Tuesday 15 September 2009

I've just read the word 'inventory' again in relation to declining advertising revenues in the online sphere. And again I'm forced to wonder what it means. Pundits use these technical words with such abandon and so freely, assuming their readers know what's going on. We're just curious, you see.

The word usually crops up next to 'increasing'. So what I'm assuming is that there is, for some reason, an increase in the number of news pages available for advertising. Ads are costed in terms of 'views' and 'click throughs'. Each time a page is viewed, the company that provides the page the ad is placed on gets paid. There may also be a payment if someone viewing the page clicks on the link contained in the ad.

It's confusing for me because the revenues deriving from media advertising has fallen drastically in the past year. The trend seems likely to continue. Advertising on paper is far more lucrative than online. Paper ads have fallen most. But the increase in online 'inventory' is having an impact.

So it makes me wonder what is the cause of this increase in 'inventory'. There seem to be more websites than before offering news. Certainly, in Australia, we have the emergence a couple of years ago of two broadsheet websites owned by Fairfax: The Brisbane Times and WA Today. But I'm still struggling to identify the other websites out there that are encroaching on the news space. Of course, it's not just in Australia that 'inventory' is increasing. It's a global phenomenon.

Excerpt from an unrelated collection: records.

//! Bridge configuration.
//!
//! [`BridgeConfig`] bounds reassembly resource usage and selects how the
//! outbound path reacts when a transport keeps rejecting a chunk.

use std::{
    num::{NonZeroU32, NonZeroUsize},
    time::Duration,
};

use serde::{Deserialize, Serialize};

use crate::chunk::MIN_FRAME_SIZE;

/// Default cap on a reassembled packet (16 MiB).
pub const DEFAULT_MAX_MESSAGE_SIZE: usize = 16 * 1024 * 1024;

/// Default age after which incomplete messages are discarded.
pub const DEFAULT_REASSEMBLY_TIMEOUT: Duration = Duration::from_secs(60);

/// Behaviour when a transport rejects a chunk.
#[derive(Clone, Copy, Debug, Default, PartialEq, Eq, Serialize, Deserialize)]
#[serde(rename_all = "snake_case")]
pub enum RetryPolicy {
    /// Retry the identical chunk until it is accepted.
    #[default]
    Unbounded,
    /// Give up after `attempts` rejections, sleeping `backoff` between them.
    Limited {
        attempts: NonZeroU32,
        #[serde(with = "millis")]
        backoff: Duration,
    },
}

impl RetryPolicy {
    /// Whether another attempt is allowed after `rejections` rejections.
    #[must_use]
    pub fn allows_retry(&self, rejections: u32) -> bool {
        match self {
            Self::Unbounded => true,
            Self::Limited { attempts, .. } => rejections < attempts.get(),
        }
    }

    /// Pause to observe before the next attempt.
    #[must_use]
    pub fn backoff(&self) -> Duration {
        match self {
            Self::Unbounded => Duration::ZERO,
            Self::Limited { backoff, .. } => *backoff,
        }
    }
}

/// Settings applied to a [`DeviceBridge`](crate::DeviceBridge) at construction.
///
/// # Examples
///
/// ```
/// use std::num::NonZeroU32;
/// use std::time::Duration;
/// use relaybridge::{BridgeConfig, RetryPolicy};
///
/// let config = BridgeConfig::default()
///     .with_min_frame_size(32)
///     .with_chunk_retry(RetryPolicy::Limited {
///         attempts: NonZeroU32::new(5).unwrap(),
///         backoff: Duration::from_millis(10),
///     });
/// assert_eq!(config.min_frame_size, 32);
/// ```
#[derive(Clone, Debug, PartialEq, Eq, Serialize, Deserialize)]
#[serde(default)]
pub struct BridgeConfig {
    /// Smallest transport frame counted as a successful chunk write.
    pub min_frame_size: usize,
    /// Hard cap on a reassembled inbound packet.
    pub max_message_size: NonZeroUsize,
    /// Age after which incomplete inbound messages are evicted.
    #[serde(with = "millis")]
    pub reassembly_timeout: Duration,
    /// Reaction to rejected chunks on the outbound path.
    pub chunk_retry: RetryPolicy,
    /// Prefix used to name update threads.
    pub thread_name_prefix: String,
}

impl Default for BridgeConfig {
    fn default() -> Self {
        Self {
            min_frame_size: MIN_FRAME_SIZE,
            max_message_size: NonZeroUsize::new(DEFAULT_MAX_MESSAGE_SIZE)
                .unwrap_or(NonZeroUsize::MIN),
            reassembly_timeout: DEFAULT_REASSEMBLY_TIMEOUT,
            chunk_retry: RetryPolicy::default(),
            thread_name_prefix: "relaybridge".to_owned(),
        }
    }
}

impl BridgeConfig {
    /// Set the minimum accepted frame size.
    #[must_use]
    pub fn with_min_frame_size(mut self, min_frame_size: usize) -> Self {
        self.min_frame_size = min_frame_size;
        self
    }

    /// Set the reassembly cap.
    #[must_use]
    pub fn with_max_message_size(mut self, max_message_size: NonZeroUsize) -> Self {
        self.max_message_size = max_message_size;
        self
    }

    /// Set the reassembly timeout.
    #[must_use]
    pub fn with_reassembly_timeout(mut self, timeout: Duration) -> Self {
        self.reassembly_timeout = timeout;
        self
    }

    /// Set the chunk retry policy.
    #[must_use]
    pub fn with_chunk_retry(mut self, policy: RetryPolicy) -> Self {
        self.chunk_retry = policy;
        self
    }

    /// Set the update thread name prefix.
    #[must_use]
    pub fn with_thread_name_prefix(mut self, prefix: impl Into<String>) -> Self {
        self.thread_name_prefix = prefix.into();
        self
    }
}

mod millis {
    use std::time::Duration;

    use serde::{Deserialize, Deserializer, Serializer};

    pub fn serialize<S: Serializer>(value: &Duration, serializer: S) -> Result<S::Ok, S::Error> {
        serializer.serialize_u64(u64::try_from(value.as_millis()).unwrap_or(u64::MAX))
    }

    pub fn deserialize<'de, D: Deserializer<'de>>(deserializer: D) -> Result<Duration, D::Error> {
        u64::deserialize(deserializer).map(Duration::from_millis)
    }
}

News companies are starting to panic and it has become routine to read on the websites of media critics that standards of journalism are declining. The two things go together. As revenues fall, the trope proceeds, there is less money to be spent paying for news. The result is more news manufactured by processing the press releases of PR operatives. The result? News that is less in the interests of the citizen, and more in the interests of the cashed-up corporation.

The panic started with Rupert Murdoch in the first week in August announcing that his newssites would start charging for access to stories. Since then, it has become a standard part of any discussion of online media. Then Google announced that it was developing a payment solution for news providers.

The language of online media is not transparent. Readers must come to grips with a new set of terms that have instant recognition for practitioners. The average Joe is frequently confused. That is why I chose to write this post. Because I'm trying to understand but I'm confused. There need to be more news stories published dealing with this issue that is so central to our ability to stay informed.

Which is why I was irritated to see a story on The Sydney Morning Herald's website today about a new magazine-style online reader launchd by Google called Fast Flip. I had already seen a mention on Twitter and had had a look. I was not impressed. But the syndicated story deserves space on the front page of the SMH while the stories I want to read do not. This, in essence, is lazy journalism. Instead of writing an in-depth story about the delcine in ad revenues among media providers, we get a PR-sourced syndicated story from global news house AFP.

Because I can get this information free on Twitter, this type of story would not warrant my money. And this is the problem with journalism today: too much cheap stuff devalues the brand and makes it less likely that dedicated news readers like me will support our regular mastheads. It's short-termism pure and simple.